The nation enjoyed its first trade surplus, of $4.4 billion. It also recorded its first surplus, of $5.2 billion, in current accounts, the sum of trade and non-trade transactions such as tourism earnings, shipping and insurance.

After years of growing reliance on foreign loans, which had made the country the world’s fourth-most-indebted nation, South Korea also reduced its total foreign debt for the first time, cutting it by $1.8 billion to $45 billion.

Perhaps most significant of all, also for the first time, South Korea managed to save more than it spent on investment, ending decades of reliance upon foreign borrowing to finance new factories and other investment.

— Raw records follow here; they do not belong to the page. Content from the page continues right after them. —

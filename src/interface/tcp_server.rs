// This file is part of ts_face_controller.
//
// See the COPYRIGHT file at the top-level directory of this distribution
// for details of code ownership.
//
// This program is free software: you can redistribute it and/or modify
// it under the terms of the GNU General Public License as published by
// the Free Software Foundation, either version 3 of the License, or
// (at your option) any later version.
//
// This program is distributed in the hope that it will be useful,
// but WITHOUT ANY WARRANTY; without even the implied warranty of
// MERCHANTABILITY or FITNESS FOR A PARTICULAR PURPOSE.  See the
// GNU General Public License for more details.
//
// You should have received a copy of the GNU General Public License
// along with this program.  If not, see <https://www.gnu.org/licenses/>.

use log::{debug, info, warn};
use serde_json::Value;
use std::io::{self, BufReader, BufWriter, ErrorKind, Read, Write};
use std::net::{Shutdown, TcpListener, TcpStream};
use std::sync::{
    atomic::{AtomicBool, Ordering},
    Arc,
};
use std::thread::sleep;
use std::time::Duration;

use crate::constants::MAX_MESSAGE_SIZE;

pub struct TcpServer {
    _name: String,
    _listener: TcpListener,
    _reader: Option<BufReader<TcpStream>>,
    _writer: Option<BufWriter<TcpStream>>,
    // Timeout in milliseconds.
    pub timeout: u64,
    // Received bytes of the message that is not terminated yet. A landmark
    // frame may arrive in several reads.
    _buffer: Vec<u8>,
    // Terminator of the message.
    _terminator: Vec<u8>,
    // Stop the server.
    _stop: Arc<AtomicBool>,
    // The server is connected or not.
    _is_connected: Arc<AtomicBool>,
}

impl TcpServer {
    /// Create a new TcpServer instance.
    ///
    /// # Arguments
    /// * `name` - Name of ther server.
    /// * `host` - Hostname or IP address.
    /// * `port` - Port number. Put 0 to let the OS choose the port number.
    /// * `timeout` - Timeout in milliseconds.
    /// * `terminator` - Terminator of the message.
    /// * `stop` - An Arc instance that holds the AtomicBool instance to stop
    /// the server.
    ///
    /// # Returns
    /// A TcpServer instance.
    ///
    /// # Errors
    /// If the listener can not bind to the address.
    pub fn new(
        name: &str,
        host: &str,
        port: u16,
        timeout: u64,
        terminator: &[u8],
        stop: &Arc<AtomicBool>,
    ) -> io::Result<Self> {
        let listener = TcpListener::bind(format!("{host}:{port}"))?;
        listener.set_nonblocking(true)?;

        const DEFAULT_BUFFER_SIZE: usize = 32768;

        Ok(Self {
            _name: String::from(name),

            _listener: listener,
            _reader: None,
            _writer: None,
            timeout: timeout,

            _buffer: Vec::with_capacity(DEFAULT_BUFFER_SIZE),
            _terminator: terminator.to_vec(),

            _stop: stop.clone(),
            _is_connected: Arc::new(AtomicBool::new(false)),
        })
    }

    /// Get the port number.
    ///
    /// # Returns
    /// Port number. None if the listener has no local address.
    pub fn get_port(&self) -> Option<u16> {
        self._listener.local_addr().ok().map(|addr| addr.port())
    }

    /// Accept a connection.
    ///
    /// # Returns
    /// True if a new connection is accepted.
    fn accept(&mut self) -> bool {
        let stream = match self._listener.accept() {
            Ok((stream, _)) => stream,
            Err(_) => return false,
        };

        let reader = stream
            .set_nodelay(true)
            .and_then(|_| stream.set_nonblocking(true))
            .and_then(|_| stream.try_clone());
        match reader {
            Ok(reader) => {
                if let Ok(peer_addr) = stream.peer_addr() {
                    info!("{} is connected from {}.", self._name, peer_addr);
                }

                self._buffer.clear();
                self._reader = Some(BufReader::new(reader));
                self._writer = Some(BufWriter::new(stream));

                self._is_connected.store(true, Ordering::Relaxed);

                true
            }
            Err(error) => {
                warn!("{} fails to set up the connection: {error}.", self._name);

                false
            }
        }
    }

    /// The server is connected or not.
    fn is_connected(&self) -> bool {
        self._reader.is_some() && self._writer.is_some()
    }

    /// Get the reference to the connection status. This is useful to check the
    /// connection status in a separate thread.
    ///
    /// # Returns
    /// An Arc instance to check the connection status.
    pub fn get_connection_status_reference(&self) -> Arc<AtomicBool> {
        self._is_connected.clone()
    }

    /// Read a JSON message.
    ///
    /// # Returns
    /// JSON message. None if there is no complete message yet or the message
    /// is not JSON.
    pub fn read_json(&mut self) -> Option<Value> {
        let data = self.read_string()?;
        match serde_json::from_str(&data) {
            Ok(value) => Some(value),
            Err(_) => {
                info!("{} receives non-JSON message: {}.", self._name, data);

                None
            }
        }
    }

    /// Read a string message.
    ///
    /// # Returns
    /// Message without the terminator. None if there is no complete message
    /// yet, or the received bytes reach the maximum message size before the
    /// terminator.
    fn read_string(&mut self) -> Option<String> {
        let stream = self._reader.as_mut()?;

        let mut byte = [0; 1];
        loop {
            match stream.read(&mut byte) {
                Ok(0) => {
                    debug!(
                        "{} is disconnected from the client when reading.",
                        self._name
                    );
                    self.close_stream();

                    return None;
                }

                Ok(_) => {
                    self._buffer.push(byte[0]);
                    if self._buffer.ends_with(&self._terminator) {
                        break;
                    }

                    if self._buffer.len() >= MAX_MESSAGE_SIZE {
                        warn!(
                            "{} drops the message over {} bytes without the terminator.",
                            self._name, MAX_MESSAGE_SIZE
                        );
                        self._buffer.clear();

                        return None;
                    }
                }

                Err(error) if error.kind() == ErrorKind::Interrupted => {}

                Err(_) => return None,
            }
        }

        let length = self._buffer.len() - self._terminator.len();
        let message = String::from_utf8(self._buffer[..length].to_vec()).ok();
        self._buffer.clear();

        if let Some(message) = message.as_ref() {
            debug!("{} receives {} bytes.", self._name, message.len());
        }

        message
    }

    /// Write the JSON message.
    ///
    /// # Arguments
    /// * `item` - JSON message.
    pub fn write_json(&mut self, item: &Value) {
        self.write_string(&item.to_string());
        self.flush();
    }

    /// Write the JSON messages.
    ///
    /// # Arguments
    /// * `items` - JSON messages.
    pub fn write_jsons(&mut self, items: &[Value]) {
        for item in items {
            self.write_string(&item.to_string());
        }
        self.flush();
    }

    /// Write the string data to buffer with the terminator.
    ///
    /// # Arguments
    /// * `data` - Data to write.
    fn write_string(&mut self, data: &str) {
        if let Some(stream) = self._writer.as_mut() {
            // Ignore the possible error. It shows up when flushing.
            let _ = stream
                .write_all(data.as_bytes())
                .and_then(|_| stream.write_all(&self._terminator));
        }
    }

    /// Flush the stream.
    fn flush(&mut self) {
        if let Some(stream) = self._writer.as_mut() {
            if let Err(error) = stream.flush() {
                if error.kind() != ErrorKind::WouldBlock {
                    debug!(
                        "{} fails to flush the stream: {}. Disconnecting...",
                        self._name, error
                    );
                    self.close_stream();
                }
            }
        }
    }

    /// Close the stream.
    fn close_stream(&mut self) {
        info!("{} is disconnected.", self._name);

        if let Some(stream) = self._writer.as_mut() {
            let _ = stream.flush();
        }

        if let Some(stream) = self._reader.as_ref() {
            let _ = stream.get_ref().shutdown(Shutdown::Both);
        }

        self._reader = None;
        self._writer = None;
        self._buffer.clear();

        self._is_connected.store(false, Ordering::Relaxed);
    }

    /// Run the server. Only one client is served at a time.
    ///
    /// # Arguments
    /// * `callback_periodic` - A periodic callback function that is called
    /// when the server is connected.
    /// * `callback_first_time` - An optional callback function that is called
    /// once for each new connection.
    /// * `other` - Other data that is used in the callback functions.
    pub fn run<F1, F2, T>(
        &mut self,
        mut callback_periodic: F1,
        mut callback_first_time: Option<F2>,
        other: &mut T,
    ) where
        F1: FnMut(&mut TcpServer, &mut T),
        F2: FnMut(&mut TcpServer, &mut T),
    {
        info!("{} is running.", self._name);
        while !self._stop.load(Ordering::Relaxed) {
            if self.is_connected() {
                callback_periodic(self, other);
            } else if self.accept() {
                if let Some(ref mut callback) = callback_first_time {
                    callback(self, other);
                }
            } else {
                sleep(Duration::from_millis(self.timeout));
            }
        }

        info!("{} is stopped.", self._name);
    }
}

Now, at least, South Korea can pay for its own growth.

Also during 1986, the non-inflationary nature of the growth was firmly established. With wholesale prices down by 2.2% and consumer prices held to an increase of only 2.3%, South Korea completed its fifth year of low, single-digit price increases after decades of double-digit inflation.

Now, South Korean policy-makers are mainly concerned about the possible political fallout from their economic success. Fear of pressure from the United States for appreciation of the won currency tops the list.

Despite public acknowledgement by South Korean officials that the won will rise in value this year, “there is a real obsession that they cannot let the won appreciate too rapidly,” the American economist said.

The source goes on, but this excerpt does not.